A. The upper graph shows the mean firing rate of the VTA dopaminergic neurons at different amounts of bupropion application (-500, -300, -150, and -50 nA, 1 mol, pH=4.5, at 11th to 15th min); B. The lower graph shows the percentage of the firing rate according to the pre-injection firing as 100%. Bupropion inhibited the neurons dose-dependently.
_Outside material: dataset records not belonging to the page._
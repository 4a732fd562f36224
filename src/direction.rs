use glam::DVec2;
use strum_macros::{AsRefStr, EnumIter};

/// The four cardinal directions. Canvas space, so `Up` is negative y.
///
/// The lowercase string form (`"up"`, `"down"`, ...) is also the id of the
/// matching on-screen button.
#[derive(Debug, Clone, Copy, PartialEq, Eq, Hash, Default, AsRefStr, EnumIter)]
#[strum(serialize_all = "lowercase")]
#[cfg_attr(feature = "serde", derive(serde::Deserialize, serde::Serialize))]
#[cfg_attr(feature = "serde", serde(rename_all = "UPPERCASE"))]
pub enum Direction {
    Up,
    Down,
    Left,
    #[default]
    Right,
}

impl Direction {
    pub const DIRECTIONS: [Direction; 4] = [Direction::Up, Direction::Down, Direction::Left, Direction::Right];

    pub const fn opposite(self) -> Direction {
        match self {
            Direction::Up => Direction::Down,
            Direction::Down => Direction::Up,
            Direction::Left => Direction::Right,
            Direction::Right => Direction::Left,
        }
    }

    /// Unit step for this direction.
    pub fn offset(self) -> DVec2 {
        match self {
            Direction::Up => -DVec2::Y,
            Direction::Down => DVec2::Y,
            Direction::Left => -DVec2::X,
            Direction::Right => DVec2::X,
        }
    }

    /// Horizontal bounce. Anything that is not `Left` becomes `Left`, so a
    /// vertically moving ghost that drifted past a side edge turns horizontal.
    pub const fn flip_horizontal(self) -> Direction {
        match self {
            Direction::Left => Direction::Right,
            _ => Direction::Left,
        }
    }

    /// Vertical counterpart of [`Direction::flip_horizontal`].
    pub const fn flip_vertical(self) -> Direction {
        match self {
            Direction::Up => Direction::Down,
            _ => Direction::Up,
        }
    }

    /// Maps a `KeyboardEvent.code` to a direction; only the arrow keys are bound.
    pub fn from_key_code(code: &str) -> Option<Direction> {
        match code {
            "ArrowUp" => Some(Direction::Up),
            "ArrowDown" => Some(Direction::Down),
            "ArrowLeft" => Some(Direction::Left),
            "ArrowRight" => Some(Direction::Right),
            _ => None,
        }
    }
}

#[cfg(test)]
mod tests {
    use super::*;
    use strum::IntoEnumIterator;

    #[test]
    fn test_direction_opposite() {
        let test_cases = [
            (Direction::Up, Direction::Down),
            (Direction::Down, Direction::Up),
            (Direction::Left, Direction::Right),
            (Direction::Right, Direction::Left),
        ];
        for (dir, expected) in test_cases {
            assert_eq!(dir.opposite(), expected);
        }
    }

    #[test]
    fn test_offset_cancels_with_opposite() {
        for dir in Direction::iter() {
            assert_eq!(dir.offset() + dir.opposite().offset(), DVec2::ZERO);
            assert_eq!(dir.offset().length(), 1.0);
        }
    }

    #[test]
    fn test_flips_remap_cross_axis() {
        assert_eq!(Direction::Left.flip_horizontal(), Direction::Right);
        assert_eq!(Direction::Right.flip_horizontal(), Direction::Left);
        assert_eq!(Direction::Up.flip_horizontal(), Direction::Left);
        assert_eq!(Direction::Up.flip_vertical(), Direction::Down);
        assert_eq!(Direction::Down.flip_vertical(), Direction::Up);
        assert_eq!(Direction::Right.flip_vertical(), Direction::Up);
    }

    #[test]
    fn test_key_codes() {
        assert_eq!(Direction::from_key_code("ArrowUp"), Some(Direction::Up));
        assert_eq!(Direction::from_key_code("ArrowRight"), Some(Direction::Right));
        assert_eq!(Direction::from_key_code("KeyW"), None);
        assert_eq!(Direction::from_key_code(""), None);
    }

    #[test]
    fn test_button_ids() {
        let ids: Vec<String> = Direction::iter().map(|d| d.as_ref().to_owned()).collect();
        assert_eq!(ids, ["up", "down", "left", "right"]);
        assert_eq!(Direction::default(), Direction::Right);
    }
}
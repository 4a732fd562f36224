//! Drawing. The world is painted through the [`Surface`] trait so the same
//! code drives the browser canvas and the recording surface used in tests.

use std::f64::consts::PI;

use glam::DVec2;
use web_sys::CanvasRenderingContext2d;

use crate::blink::Visibility;
use crate::world::World;

/// Mouth opening of the player sprite, in radians.
pub const MOUTH_START: f64 = 0.2 * PI;
pub const MOUTH_END: f64 = 1.8 * PI;

/// Minimal immediate-mode 2D drawing context.
pub trait Surface {
    fn clear(&mut self, width: f64, height: f64);
    fn fill_rect(&mut self, x: f64, y: f64, width: f64, height: f64, color: &str);
    fn fill_circle(&mut self, center: DVec2, radius: f64, color: &str);
    /// Arc from `start` to `end` closed through the center, filled then outlined.
    fn fill_wedge(&mut self, center: DVec2, radius: f64, start: f64, end: f64, fill: &str, outline: &str);
}

/// Paints one frame: walls, uncollected fruit, ghosts, then the player.
pub fn draw_world<S: Surface + ?Sized>(surface: &mut S, world: &World) {
    let palette = &world.config.palette;

    for wall in &world.obstacles {
        surface.fill_rect(wall.x, wall.y, wall.width, wall.height, &palette.obstacle);
    }
    for fruit in world.fruits.iter().filter(|f| !f.is_collected()) {
        surface.fill_circle(fruit.pos, world.config.fruit_radius, &palette.fruit);
    }
    for ghost in &world.ghosts {
        surface.fill_circle(ghost.pos, ghost.size, &palette.ghost);
    }

    let player = &world.player;
    if player.visibility == Visibility::Visible {
        surface.fill_wedge(player.pos, player.radius, MOUTH_START, MOUTH_END, &palette.player, &palette.player_outline);
    }
}

impl Surface for CanvasRenderingContext2d {
    fn clear(&mut self, width: f64, height: f64) {
        self.clear_rect(0.0, 0.0, width, height);
    }

    fn fill_rect(&mut self, x: f64, y: f64, width: f64, height: f64, color: &str) {
        self.set_fill_style_str(color);
        CanvasRenderingContext2d::fill_rect(self, x, y, width, height);
    }

    fn fill_circle(&mut self, center: DVec2, radius: f64, color: &str) {
        self.set_fill_style_str(color);
        self.begin_path();
        if let Err(err) = self.arc(center.x, center.y, radius, 0.0, 2.0 * PI) {
            tracing::warn!(?err, "arc failed");
            return;
        }
        self.fill();
    }

    fn fill_wedge(&mut self, center: DVec2, radius: f64, start: f64, end: f64, fill: &str, outline: &str) {
        self.begin_path();
        if let Err(err) = self.arc(center.x, center.y, radius, start, end) {
            tracing::warn!(?err, "arc failed");
            return;
        }
        self.line_to(center.x, center.y);
        self.close_path();
        self.set_fill_style_str(fill);
        self.fill();
        self.set_stroke_style_str(outline);
        self.stroke();
    }
}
There were significant differences between the mean firing rate of the inhibition period of -500, -300, and -150 nA of bupropion but the amount of -50 nA did not show any significant difference. One-way repeated measures ANOVA and the Tukey’s Post Hoc test were used for statistical evaluation. The data are represented as Mean±SD with significant levels of *** P<0.001; ** P<0.01; * P<0.05.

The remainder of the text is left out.